If you want to try out the experimental Velero plugin patch, notice that there are a few limitations:

  • It only supports volumes in a single Availability Zone (AZ), even though EKS can be configured to run stateful workloads using EBS across several AZs in the region. However, stateless pods such as agents could be run in a node pool in another AZ.

  • It only supports one failover region, and does not implement metadata replication. Metadata is sent to S3 in the failover region only, so a restore from backup in the primary region would not work if the failover region happened to be down.

Also note that AWS Elastic File System (EFS) has a very different snapshot and replication architecture and is not covered by this plugin (patched or otherwise).

DR-related AWS billing costs can vary, so make sure to monitor daily, weekly, or monthly cost usage graphs per “service”. It is expected that cross-region replication of EBS snapshots should not add significantly to the monthly bill compared to compute (EC2) costs. Holding EBS snapshots, even within a region, incurs a noticeable cost, but still likely much less than compute costs. However, this would be necessary for routine backup purposes anyway. 

Creating an EKS cluster from scratch is time-consuming, at approximately 27 minutes, which precludes short RTOs. In addition, this can be error-prone. Therefore, it is advisable to keep an empty cluster—with only a control plane and the Velero service—active in the failover region, for $5 per day. Scaling up a node pool is surprisingly much faster and seemingly reliable, so it is reasonable to do this on demand as part of the recovery process. This saves costs at the expense of a few minutes added to RTO. It is also possible to use Amazon EC2 Spot Instances to save considerably on compute costs.

Acknowledgments

Thanks to Steve Boardwell for his reviews and demo tests to validate its cross compatibility. 

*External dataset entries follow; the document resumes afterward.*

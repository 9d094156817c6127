#![doc = r#"
Contains the [`Chunk`] framing type

# Overview

MIDI files are organized into chunks, each identified by a 4-character ASCII type identifier
followed by a 32-bit length field and then the chunk data.

```text
[Header Chunk: "MThd"]
[Track Chunk 1: "MTrk"]
[Track Chunk 2: "MTrk"]
...
[Track Chunk N: "MTrk"]
```

The reader only frames chunks. Whether a tag is acceptable in a position
is decided by [`MidiFileData::parse`](crate::file::MidiFileData::parse).
"#]

use super::Reader;
use alloc::string::String;

/// A tagged, length-prefixed block of bytes borrowed from the file.
///
/// The payload is always exactly [`Chunk::declared_length`] bytes long.
#[derive(Debug, Clone, PartialEq, Eq)]
pub struct Chunk<'a> {
    tag: String,
    declared_length: u32,
    payload: &'a [u8],
    offset: usize,
}

impl<'a> Chunk<'a> {
    pub(crate) fn new(tag: String, declared_length: u32, payload: &'a [u8], offset: usize) -> Self {
        Self {
            tag,
            declared_length,
            payload,
            offset,
        }
    }
    /// The four character type identifier, such as `MThd` or `MTrk`
    pub fn tag(&self) -> &str {
        &self.tag
    }
    /// The length written in the chunk's header
    pub const fn declared_length(&self) -> u32 {
        self.declared_length
    }
    /// The chunk's data
    pub const fn payload(&self) -> &'a [u8] {
        self.payload
    }
    /// A new reader over the payload. Positions it reports are file positions.
    pub const fn reader(&self) -> Reader<'a> {
        Reader::with_offset(self.payload, self.offset)
    }
    pub(crate) fn into_tag(self) -> String {
        self.tag
    }
}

This post was written by By Jesse Glick, Principal Software Engineer: Continuous Integration and Carlos Rodriguez Lopez, DevOps Consultant, CloudBees. Jesse has been developing Jenkins core and plugins for years. He is the coauthor with Kohsuke of the core infrastructure of the Pipeline system. Carlos is an Automation Consultant embracing the DevOps culture. He has an extensive background of Java Web and Data Management and Analysis and running CI/CD pipelines in the Cloud.